Maine CDC Press Release
March 12, 2004
Physical Inactivity And Poor Diet Is Climbing To The Number One Cause Of Death
|Contact:||Dora Anne Mills, MD, MPH|
|Director, Bureau of Health|
|Tel: (207) 287-3270|
|TTY: (207) 287-8066|
Augusta - The Department of Human Services today provider further information related to a recent study published in the Journal of the American Medical Association which showed that physical inactivity and poor diet are catching up to tobacco as our number one underlying cause of death in the United States. Applying this study’s outcomes to Maine suggests that an estimated 2,200 Maine people are dying from tobacco every year and 2,100 are dying from physical inactivity or poor diet.

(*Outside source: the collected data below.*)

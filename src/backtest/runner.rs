//! Strategy comparison driver.
//!
//! Replays one spin sequence through every strategy (or through the
//! table-limited variants for a set of limits) and collects the
//! trajectories for presentation. No computation beyond dispatch.

use rand::Rng;
use tracing::info;

use super::summary::TrajectorySummary;
use crate::config::SimulationConfig;
use crate::strategy::{
    fibonacci_with_table_limits, martingale_with_table_limits, run_strategy, validate_initial_bet,
    BetRange, LimitSweep,
};
use crate::types::{BetType, BetTypeMap, SimError, SpinOutcome, StrategyKind, Trajectory};

// ---------------------------------------------------------------------------
// Results
// ---------------------------------------------------------------------------

/// One strategy's trajectories for all four bet types.
#[derive(Debug, Clone)]
pub struct StrategyRun {
    pub kind: StrategyKind,
    pub trajectories: BetTypeMap<Trajectory>,
}

impl StrategyRun {
    pub fn summaries(&self) -> BetTypeMap<TrajectorySummary> {
        self.trajectories.map(|_, t| TrajectorySummary::from_trajectory(t))
    }
}

/// One table-limited strategy's trajectories, keyed by limit.
#[derive(Debug, Clone)]
pub struct LimitRun {
    pub kind: StrategyKind,
    pub sweep: LimitSweep,
}

// ---------------------------------------------------------------------------
// Backtester
// ---------------------------------------------------------------------------

pub struct Backtester {
    initial_bet: i64,
    range: BetRange,
}

impl Backtester {
    pub fn new(initial_bet: i64, range: BetRange) -> Self {
        Self { initial_bet, range }
    }

    pub fn from_config(config: &SimulationConfig) -> anyhow::Result<Self> {
        validate_initial_bet(config.initial_bet)?;
        Ok(Self::new(config.initial_bet, config.bet_range()?))
    }

    pub fn initial_bet(&self) -> i64 {
        self.initial_bet
    }

    /// Run all four strategies over the same spins, in presentation order.
    pub fn compare_strategies<R: Rng + ?Sized>(
        &self,
        spins: &[SpinOutcome],
        rng: &mut R,
    ) -> Result<Vec<StrategyRun>, SimError> {
        let mut runs = Vec::with_capacity(StrategyKind::ALL.len());
        for kind in StrategyKind::ALL {
            let trajectories = run_strategy(kind, spins, self.initial_bet, self.range, rng)?;
            info!(
                strategy = %kind,
                spins = spins.len(),
                red = final_balance(&trajectories, BetType::Red),
                black = final_balance(&trajectories, BetType::Black),
                even = final_balance(&trajectories, BetType::Even),
                odd = final_balance(&trajectories, BetType::Odd),
                "Strategy simulated"
            );
            runs.push(StrategyRun { kind, trajectories });
        }
        Ok(runs)
    }

    /// Run the table-limited Martingale and Fibonacci variants.
    pub fn compare_table_limits(
        &self,
        spins: &[SpinOutcome],
        table_limits: &[i64],
    ) -> Result<Vec<LimitRun>, SimError> {
        let martingale = martingale_with_table_limits(spins, self.initial_bet, table_limits)?;
        let fibonacci = fibonacci_with_table_limits(spins, self.initial_bet, table_limits)?;
        info!(
            spins = spins.len(),
            limits = ?table_limits,
            "Table-limit sweep complete"
        );
        Ok(vec![
            LimitRun { kind: StrategyKind::Martingale, sweep: martingale },
            LimitRun { kind: StrategyKind::Fibonacci, sweep: fibonacci },
        ])
    }
}

fn final_balance(trajectories: &BetTypeMap<Trajectory>, bet_type: BetType) -> i64 {
    trajectories[bet_type].last().copied().unwrap_or(0)
}

// ---------------------------------------------------------------------------
// Tests
// ---------------------------------------------------------------------------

“The solution to this health problem involves all of us taking better responsibility for our diet and physical activity,” said Acting DHS Commissioner John R. Nicholas. “Many Maine communities have already taken small but significant steps to make it easier for all of us to maintain a healthy weight.” Commissioner Nicholas noted that a number of Maine communities have already opened school gyms in the evenings for community use, promoted farmers’ markets, replaced school soda with milk, and paved road shoulders to allow for more pedestrian use.
Ten years ago, a similar study estimated that a yearly average of 1,460 Maine people, or four every day, were dying from poor diet or physical inactivity. This recent study now puts that estimate to six people every day, a number on par with the six per day that are estimated to die from tobacco.
“These findings are confirmed by our increasing obesity and overweight epidemic,” said Dora Anne Mills, MD, MPH, Director of DHS’s Bureau of Health. “With about 60% of Maine adults overweight or obese and one-third of Maine youth weighing too much, this epidemic has become one of our biggest challenges.”
Further application of this study, which was conducted by the Centers for Disease Control and Prevention, suggests that each year an estimated 500 Maine people are dying from alcohol and illicit drug use, 300 from pollution and 250 from vehicle crashes and firearms. Overall, about half of all deaths in the U.S. and in Maine are from a small number of preventable causes.
Dr. Mills noted that the state is making a concerted effort to address the physical inactivity and poor diet problems in Maine. “The newest phase of our Healthy Weight Awareness Campaign is called ‘Get Your Portions in Proportion,’” she said. “The ads encourage us to take smaller helpings of food at mealtime, and in light of the results of this recent study, that’s even more appropriate.”